The strike zone is supposed to range vertically from the bottom of a player’s knees to the midpoint between his belt and shoulders. Rookie umpire Marcus Pattillo’s might have, had he been calling balls and strikes for Little Leaguers.
That should have afforded pitchers Scott Kazmir and Martin Perez, who both ranked in the top five in ERA among American League starters, an advantage in the bandbox that is Globe Life Park. But neither had much command in the lower half of the strike zone, and while Kazmir battled through five innings of three-run ball, Perez unraveled early and never settled in.
The 23-year-old found the dirt almost as often as he found the hitting area, and when he did throw strikes, they got hammered to the tune of five extra-base hits, doubling the total that Perez had allowed through his first five games of 2014.
Outfielder Michael Choice, a former Athletics prospect and a key contributor to the Rangers’ sweep of the A’s in Oakland last week, compounded Perez’s command woes by earning an “F” in geometry for his work in left.
Choice played a Craig Gentry gapper into a triple in the second inning, turned a Derek Norris liner into a double in the third, and had a drive by Josh Donaldson clank off his glove on the warning track for a double in the fifth. Prince Fielder did his part, too, giving up on a Josh Reddick ground ball that turned into a two-run single later in the frame. Perez was responsible for both runners who scored, and he wound up being charged with a career-high eight runs.
The southpaw’s ERA shot up from 1.42 to 2.95. He plunged from the top of the American League leaderboard to 18th in the junior circuit. And the Rangers now need a stronger showing from Robbie Ross to avoid handing back all three of the games they picked up on the road last week (8:05 p.m. ET).
Yes, it really happened: Billy Hamilton hit a real, legitimate, over-the-fence home run:
That solo shot in the fifth inning, the first of Hamilton’s big-league career, drew the Reds even with the Cubs at 2-2. The home team ultimately prevailed, 3-2, with more help from Hamilton, who stopped a potential Chicago rally with this diving catch on a Mike Olt flare in the seventh.
Earlier in the game, Hamilton led off the bottom of the first with a walk, stole second, moved to third on a wild pitch, and crossed the plate on a sacrifice fly. Three hits in four at-bats, a manufactured run, a homer, and a Web Gem. The Reds could hardly have asked for a better night from their leadoff man.
Well, except for one thing.
Hamilton erased his infield single in the bottom of the third inning by getting caught stealing second. The stolen base in the first was his 10th of the season. The failed attempt two innings later was his fifth this month. That’s a two-in-three success rate, which is at or below the breakeven clip for big leaguers.

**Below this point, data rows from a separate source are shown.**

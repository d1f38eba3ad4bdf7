// SPDX-License-Identifier: BUSL-1.1
// Copyright (c) 2026 Alfred Jean LLC

use super::*;

fn entry(path: &str, model: &str) -> FolderConfigEntry {
    FolderConfigEntry { path: PathBuf::from(path), model: model.to_string() }
}

#[test]
fn missing_file_loads_as_empty() {
    let dir = tempfile::tempdir().unwrap();
    let cfg = TomlFileConfiguration::new(dir.path().join("config.toml"));
    assert_eq!(cfg.load_folders().unwrap(), Vec::new());
}

#[test]
fn save_then_load_round_trips() {
    let dir = tempfile::tempdir().unwrap();
    let cfg = TomlFileConfiguration::new(dir.path().join("config.toml"));
    let folders = vec![entry("/home/u/docs", "cpu:xenova-multilingual-e5-small")];
    cfg.save_folders(&folders).unwrap();
    assert_eq!(cfg.load_folders().unwrap(), folders);
}

#[test]
fn save_preserves_defaults_section() {
    let dir = tempfile::tempdir().unwrap();
    let path = dir.path().join("config.toml");
    fs::write(&path, "[defaults]\nmodel = \"cpu:default\"\n").unwrap();
    let cfg = TomlFileConfiguration::new(path);
    cfg.save_folders(&[entry("/a", "cpu:m")]).unwrap();
    assert_eq!(cfg.default_model(), Some("cpu:default".to_string()));
}

#[test]
fn memory_configuration_round_trips_without_filesystem() {
    let cfg = MemoryConfiguration::with_folders(
        vec![entry("/a", "cpu:m")],
        Some("cpu:m".to_string()),
    );
    assert_eq!(cfg.load_folders().unwrap().len(), 1);
    cfg.save_folders(&[]).unwrap();
    assert_eq!(cfg.load_folders().unwrap(), Vec::new());
    assert_eq!(cfg.default_model(), Some("cpu:m".to_string()));
}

With the 3-for-4 outing, Hamilton improved to 16-for-47 (.340) over his last 13 games. His on-base percentage has soared from .178 to .280 during the surge.
After a rough start to the year, Hamilton is gradually blossoming into an adequate leadoff man. But in addition to sustaining the hot streak, he’ll need to get better jumps on the basepaths if he’s to develop into the elite catalyst the Reds hope he could be.